Exercise materials
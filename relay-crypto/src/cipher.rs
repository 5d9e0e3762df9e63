//! Per-chunk authenticated encryption.
//!
//! Every chunk is sealed independently with XChaCha20-Poly1305 under a fresh
//! random 192-bit nonce. The nonce travels in front of the sealed payload:
//!
//! ```text
//! +-----------+----------------------------------+
//! | nonce(24) | ciphertext(len) || poly1305 tag(16) |
//! +-----------+----------------------------------+
//! ```
//!
//! so a chunk can be decrypted on its own without any stream state.

use chacha20poly1305::{
    aead::{Aead, AeadInPlace, KeyInit},
    Key, XChaCha20Poly1305, XNonce,
};
use zeroize::{Zeroize, ZeroizeOnDrop};

use crate::error::CryptoError;

/// Size of the chunk encryption key in bytes (256 bits).
pub const KEY_SIZE: usize = 32;

/// Size of XChaCha20-Poly1305 nonce in bytes (192 bits).
pub const NONCE_SIZE: usize = 24;

/// Size of the Poly1305 authentication tag in bytes.
pub const TAG_SIZE: usize = 16;

/// Bytes added to every plaintext chunk by [`encrypt_chunk`].
pub const OVERHEAD: usize = NONCE_SIZE + TAG_SIZE;

/// A 256-bit symmetric key for chunk encryption.
///
/// Wiped from memory when dropped. Never serialized.
#[derive(Clone, PartialEq, Eq, Zeroize, ZeroizeOnDrop)]
pub struct ChunkKey([u8; KEY_SIZE]);

impl ChunkKey {
    /// Create from raw bytes.
    pub fn from_bytes(bytes: [u8; KEY_SIZE]) -> Self {
        Self(bytes)
    }

    /// Get the raw bytes.
    pub fn as_bytes(&self) -> &[u8; KEY_SIZE] {
        &self.0
    }

    pub(crate) fn as_mut_bytes(&mut self) -> &mut [u8; KEY_SIZE] {
        &mut self.0
    }

    fn cipher(&self) -> XChaCha20Poly1305 {
        XChaCha20Poly1305::new(Key::from_slice(&self.0))
    }
}

// Don't leak keys in debug output
impl std::fmt::Debug for ChunkKey {
    fn fmt(&self, f: &mut std::fmt::Formatter<'_>) -> std::fmt::Result {
        write!(f, "ChunkKey([REDACTED])")
    }
}

/// Encrypt one plaintext chunk.
///
/// Returns `nonce || sealed`, which is exactly `chunk.len() + OVERHEAD` bytes.
pub fn encrypt_chunk(key: &ChunkKey, chunk: &[u8]) -> Result<Vec<u8>, CryptoError> {
    let mut nonce = [0u8; NONCE_SIZE];
    getrandom::getrandom(&mut nonce)?;

    let mut out = Vec::with_capacity(chunk.len() + OVERHEAD);
    out.extend_from_slice(&nonce);
    out.extend_from_slice(chunk);

    // Seal the plaintext in place right after the nonce, then append the tag
    let tag = key
        .cipher()
        .encrypt_in_place_detached(XNonce::from_slice(&nonce), b"", &mut out[NONCE_SIZE..])
        .map_err(|_| CryptoError::EncryptFailed)?;
    out.extend_from_slice(&tag);

    Ok(out)
}

/// Decrypt one ciphertext chunk produced by [`encrypt_chunk`].
///
/// Fails with `CiphertextTooShort` when the input cannot hold a nonce and a
/// tag, and with `DecryptFailed` when authentication fails (wrong key or
/// tampered data).
pub fn decrypt_chunk(key: &ChunkKey, ciphertext: &[u8]) -> Result<Vec<u8>, CryptoError> {
    if ciphertext.len() < OVERHEAD {
        return Err(CryptoError::CiphertextTooShort);
    }

    let (nonce, sealed) = ciphertext.split_at(NONCE_SIZE);
    key.cipher()
        .decrypt(XNonce::from_slice(nonce), sealed)
        .map_err(|_| CryptoError::DecryptFailed)
}
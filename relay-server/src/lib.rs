//! # relay-server
//!
//! Zero-knowledge file relay server for 0k-Relay.
//!
//! This crate implements an HTTP relay that:
//! - Accepts file metadata and hands out an upload id
//! - Receives the encrypted body of each file in fixed-size chunks
//! - Serves the stored ciphertext back to any client that asks
//! - Never sees keys or plaintext (relay is a "dumb pipe")
//!
//! ## Architecture
//!
//! ```text
//! Uploader ──┐                    ┌── Downloader
//!            │     HTTP / JSON    │
//!            ├───────────────────►│
//!            │                    │
//!        ┌───┴────────────────────┴───┐
//!        │        relay-server        │
//!        │  ┌─────────┐ ┌─────────┐   │
//!        │  │ pending │►│  ready  │   │
//!        │  └─────────┘ └─────────┘   │
//!        └────────────────────────────┘
//! ```
//!
//! Storage is in memory only; files live until the process exits.

#![warn(missing_docs)]
#![warn(clippy::all)]

pub mod config;
pub mod error;
pub mod http;
pub mod server;
pub mod store;

pub use config::Config;
pub use server::RelayServer;
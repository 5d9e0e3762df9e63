//! # relay-types
//!
//! Wire format types shared by the 0k-Relay server and client:
//! - [`FileId`] - Server-assigned file identifier
//! - [`FileMetadata`] - Public, JSON-encoded description of a file
//! - [`ValidationError`] - Reasons a creation request is refused
//! - [`CHUNK_SIZE`], [`RAW_CHUNK_SIZE`] - Transfer chunking constants

#![warn(missing_docs)]
#![warn(clippy::all)]

mod error;
mod ids;
mod metadata;

pub use error::ValidationError;
pub use ids::FileId;
pub use metadata::{CreateFileResponse, FileMetadata, CHALLENGE_SIZE, CHUNK_SIZE, RAW_CHUNK_SIZE};
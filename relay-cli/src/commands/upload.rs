//! Encrypt and upload a file.

use anyhow::{Context, Result};
use relay_client::RelayClient;
use std::path::Path;

use super::make_progress_bar;

/// Run the upload command. Prints the new file id on stdout.
pub async fn run(client: &RelayClient, path: &Path, password: &str) -> Result<()> {
    let pb = make_progress_bar("Uploading")?;
    let result = client.upload_file(path, password, &pb).await;
    if result.is_err() {
        pb.abandon();
    }
    let id = result.with_context(|| format!("Failed to upload {}", path.display()))?;

    tracing::info!("Uploaded {} as {}", path.display(), id);
    println!("{}", id);
    Ok(())
}
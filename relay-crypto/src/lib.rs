//! # relay-crypto
//!
//! Client-side cryptography for 0k-Relay.
//!
//! Files are never sent to the relay in the clear. The client derives a key
//! from the user's password, splits the file into fixed-size chunks and seals
//! every chunk on its own:
//!
//! ```text
//! password + salt ──Argon2id──► ChunkKey
//!                                  │
//! file ──► [32728 B] ──XChaCha20-Poly1305──► nonce(24) ‖ sealed(32728 + 16) = 32 KiB
//!          [32728 B] ──────────────────────► ...
//!          [tail   ] ──────────────────────► nonce(24) ‖ sealed(tail + 16)
//! ```
//!
//! The SHA-256 of the plaintext is sealed the same way to form the
//! *challenge*, which lets a downloader check their password against the
//! published metadata before fetching the body.
//!
//! ## Example
//!
//! ```rust,ignore
//! use zerok_relay_crypto::{derive_key, ChunkReader, KdfParams, OVERHEAD};
//! use tokio::io::AsyncReadExt;
//!
//! # async fn example() -> Result<(), Box<dyn std::error::Error>> {
//! let (key, salt) = derive_key(b"correct horse", None, KdfParams::DEFAULT)?;
//!
//! let mut sealed = Vec::new();
//! ChunkReader::encrypting(&b"hello"[..], 32 * 1024 - OVERHEAD, key.clone())
//!     .read_to_end(&mut sealed)
//!     .await?;
//! assert_eq!(sealed.len(), 5 + OVERHEAD);
//! # Ok(())
//! # }
//! ```

#![warn(missing_docs)]
#![warn(clippy::all)]

mod challenge;
mod cipher;
mod error;
mod hash;
mod kdf;
mod stream;

pub use challenge::{create_challenge, verify_challenge};
pub use cipher::{decrypt_chunk, encrypt_chunk, ChunkKey, KEY_SIZE, NONCE_SIZE, OVERHEAD, TAG_SIZE};
pub use error::CryptoError;
pub use hash::{hash_bytes, hash_file, hash_reader, FileHash, HASH_SIZE};
pub use kdf::{derive_key, generate_salt, KdfParams, Salt, SALT_SIZE};
pub use stream::{chunk_error, ChunkReader, ProgressReader};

Prompt
Where a line above includes "ValidationError", copy that line.

Finished exercise
//! - [`ValidationError`] - Reasons a creation request is refused
pub use error::ValidationError;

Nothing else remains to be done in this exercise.